The 820-acre Platinum Triangle development plan was approved in 2004 to include a mix of shops, offices, eateries and condominiums. …
SEA SUMMIT AT MARBLEHEAD
The San Clemente parcel, known for decades as Marblehead Coastal, is the last big coastal stretch in the county.
The 309-home development will encompass four neighborhoods – Azure, Indigo, Aqua and Sapphire – with homes from 1,785 to 5,000 square feet.
Nearly 4 miles of public trails will meander the property.
An 8-acre soccer park with a basketball court is in the final planning stages.
The homes are expected to sell from the low $1 millions to low $3 millions.
Builders are not overbuilding
While the abundance of new home construction might thin the margins, due to the chronic shortage of supply in Orange County, the new houses will eventually be sold. Unless we get a larger source of must-sell inventory, prices won’t go down; however, what will happen if mortgage rates rise in 2015?

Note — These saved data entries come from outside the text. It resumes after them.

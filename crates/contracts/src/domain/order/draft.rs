use chrono::Utc;
use serde::{Deserialize, Serialize};

use super::aggregate::{generate_order_number, Order, OrderId, OrderItem};
use crate::domain::product::Product;
use crate::enums::{OrderStatus, ProductCategory};
use crate::shared::validation::{is_valid_email, FieldErrors, ValidationIssue};

/// One in-progress line of a draft. Carries the product snapshot taken when
/// the product was selected, so later catalog edits do not bleed into the
/// draft.
#[derive(Debug, Clone, Serialize, Deserialize)]
pub struct DraftItem {
    pub product_id: String,
    pub product_name: String,
    pub product_category: ProductCategory,
    pub unit_price: String,
    pub quantity: u32,
}

impl DraftItem {
    pub fn from_product(product: &Product) -> Self {
        Self {
            product_id: product.id.as_string(),
            product_name: product.name.clone(),
            product_category: product.category,
            unit_price: product.selling_price.clone(),
            quantity: 1,
        }
    }
}

/// An order under construction: customer details plus the items seeded from
/// the catalog selection. Discarding the draft has no side effects.
#[derive(Debug, Clone, Default, Serialize, Deserialize)]
pub struct OrderDraft {
    pub customer_name: String,
    pub customer_email: String,
    pub customer_phone: String,
    pub customer_address: String,
    pub notes: String,
    pub items: Vec<DraftItem>,
}

impl OrderDraft {
    /// Seed a draft from the currently selected products, one item per
    /// product at quantity 1.
    pub fn from_selection<'a, I>(selected: I) -> Self
    where
        I: IntoIterator<Item = &'a Product>,
    {
        Self {
            items: selected.into_iter().map(DraftItem::from_product).collect(),
            ..Self::default()
        }
    }

    /// Adjust an item quantity. Values below 1 clamp to 1.
    pub fn set_quantity(&mut self, index: usize, quantity: u32) {
        if let Some(item) = self.items.get_mut(index) {
            item.quantity = quantity.max(1);
        }
    }

    /// Drop an item from the draft. The originating selection set is not
    /// touched.
    pub fn remove_item(&mut self, index: usize) {
        if index < self.items.len() {
            self.items.remove(index);
        }
    }

    pub fn validate(&self) -> FieldErrors {
        let mut errors = FieldErrors::new();

        if self.customer_name.trim().is_empty() {
            errors.insert("customer_name", ValidationIssue::Required);
        }
        let email = self.customer_email.trim();
        if email.is_empty() {
            errors.insert("customer_email", ValidationIssue::Required);
        } else if !is_valid_email(email) {
            errors.insert("customer_email", ValidationIssue::InvalidEmail);
        }
        if self.customer_address.trim().is_empty() {
            errors.insert("customer_address", ValidationIssue::Required);
        }
        if self.items.is_empty() {
            errors.insert("items", ValidationIssue::NoItems);
        }

        errors
    }

    /// Wire payload for order creation. Call only after `validate` passed.
    pub fn to_payload(&self) -> OrderCreatePayload {
        OrderCreatePayload {
            customer_name: self.customer_name.trim().to_string(),
            customer_email: self.customer_email.trim().to_string(),
            customer_phone: self.customer_phone.trim().to_string(),
            customer_address: self.customer_address.trim().to_string(),
            notes: self.notes.trim().to_string(),
            items: self
                .items
                .iter()
                .map(|item| OrderItemCreatePayload {
                    product_id: item.product_id.clone(),
                    quantity: item.quantity,
                })
                .collect(),
        }
    }

    /// Materialize a full pending order from the draft, with a fresh id,
    /// generated order number and recalculated totals.
    pub fn build_order(&self) -> Order {
        let now = Utc::now();
        let mut order = Order {
            id: OrderId::new_v4(),
            order_number: generate_order_number(now),
            customer_name: self.customer_name.trim().to_string(),
            customer_email: self.customer_email.trim().to_string(),
            customer_phone: self.customer_phone.trim().to_string(),
            customer_address: self.customer_address.trim().to_string(),
            status: OrderStatus::Pending,
            total_amount: "0.00".to_string(),
            notes: self.notes.trim().to_string(),
            items: self
                .items
                .iter()
                .map(|item| {
                    OrderItem::new(
                        item.product_id.clone(),
                        item.product_name.clone(),
                        item.product_category,
                        item.quantity,
                        item.unit_price.clone(),
                    )
                })
                .collect(),
            items_count: 0,
            created_at: now,
            updated_at: now,
        };
        order.recalculate();
        order
    }
}

/// JSON body for the order-creation request
#[derive(Debug, Clone, Serialize, Deserialize)]
pub struct OrderCreatePayload {
    pub customer_name: String,
    pub customer_email: String,
    pub customer_phone: String,
    pub customer_address: String,
    pub notes: String,
    pub items: Vec<OrderItemCreatePayload>,
}

#[derive(Debug, Clone, Serialize, Deserialize)]
pub struct OrderItemCreatePayload {
    pub product_id: String,
    pub quantity: u32,
}

#[cfg(test)]
mod tests {
    use super::*;
    use crate::domain::product::ProductId;

    fn product(name: &str, selling: &str) -> Product {
        Product {
            id: ProductId::new_v4(),
            name: name.to_string(),
            category: ProductCategory::Stationary,
            cost_price: "1.00".to_string(),
            selling_price: selling.to_string(),
            description: None,
            stock_available: 10,
            units_sold: 0,
            demand_forecast: None,
            optimized_price: None,
        }
    }

    fn filled_draft() -> OrderDraft {
        let products = [product("Pen", "2.00"), product("Notebook", "5.50")];
        let mut draft = OrderDraft::from_selection(products.iter());
        draft.customer_name = "Jane Smith".to_string();
        draft.customer_email = "jane@example.com".to_string();
        draft.customer_address = "456 Oak Ave".to_string();
        draft
    }

    #[test]
    fn test_selection_seeds_items_at_quantity_one() {
        let draft = filled_draft();
        assert_eq!(draft.items.len(), 2);
        assert!(draft.items.iter().all(|i| i.quantity == 1));
        assert_eq!(draft.items[0].unit_price, "2.00");
    }

    #[test]
    fn test_quantity_floor_is_one() {
        let mut draft = filled_draft();
        draft.set_quantity(0, 0);
        assert_eq!(draft.items[0].quantity, 1);
        draft.set_quantity(0, 7);
        assert_eq!(draft.items[0].quantity, 7);
        // Out-of-range index is ignored
        draft.set_quantity(99, 3);
    }

    #[test]
    fn test_remove_item_keeps_other_items() {
        let mut draft = filled_draft();
        draft.remove_item(0);
        assert_eq!(draft.items.len(), 1);
        assert_eq!(draft.items[0].product_name, "Notebook");
        draft.remove_item(99);
        assert_eq!(draft.items.len(), 1);
    }

    #[test]
    fn test_validation_rules() {
        let mut draft = filled_draft();
        assert!(draft.validate().is_empty());

        draft.customer_email = "not-an-email".to_string();
        let errors = draft.validate();
        assert_eq!(
            errors.get("customer_email"),
            Some(&ValidationIssue::InvalidEmail)
        );

        draft.customer_email = String::new();
        draft.customer_name = String::new();
        draft.customer_address = " ".to_string();
        draft.items.clear();
        let errors = draft.validate();
        assert_eq!(errors.get("customer_name"), Some(&ValidationIssue::Required));
        assert_eq!(
            errors.get("customer_email"),
            Some(&ValidationIssue::Required)
        );
        assert_eq!(
            errors.get("customer_address"),
            Some(&ValidationIssue::Required)
        );
        assert_eq!(errors.get("items"), Some(&ValidationIssue::NoItems));
    }

    #[test]
    fn test_phone_and_notes_optional() {
        let draft = filled_draft();
        assert!(draft.customer_phone.is_empty());
        assert!(draft.notes.is_empty());
        assert!(draft.validate().is_empty());
    }

    #[test]
    fn test_built_order_totals() {
        let products = [product("Widget", "10.00")];
        let mut draft = OrderDraft::from_selection(products.iter());
        draft.customer_name = "A".to_string();
        draft.customer_email = "a@b.co".to_string();
        draft.customer_address = "St".to_string();
        draft.set_quantity(0, 2);

        let order = draft.build_order();
        assert_eq!(order.status, OrderStatus::Pending);
        assert_eq!(order.items_count, 1);
        assert_eq!(order.total_amount, "20.00");
        assert!(order.order_number.starts_with("ORD-"));
    }
}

Homebuilders need both price and volume
Homebuilders celebrated when prices went up because their costs were fixed, and they made more when they sold the units; however, now when they go to buy lots to construct more homes, the cost of those lots reflects the increased value of the houses they plan to build on them. The higher prices mandated by their lot costs puts these homes out of reach of most buyers, so they still get their high prices, but they can’t sell volume at the higher price points.
In our new era marked by the absence of unstable affordability products, high prices mean low sales, and unlike the past, there is no way to suspend this law of supply and demand. Today’s high prices may benefit bankers and existing homeowners, but it’s a disaster for homebuilders because they simply won’t be able to sell enough homes to meet their financial projections. Further, this problem will only get worse as interest rates rise and prices become even less affordable.
I believe 2015 will see significant incentive pricing and slow sales. Rising mortgage rates will reduce affordability, and this new supply will simply sit there. Perhaps the influx of Chinese cash will keep the party going, but if that source of demand dries up, 2015 will be a long year for homebuilders.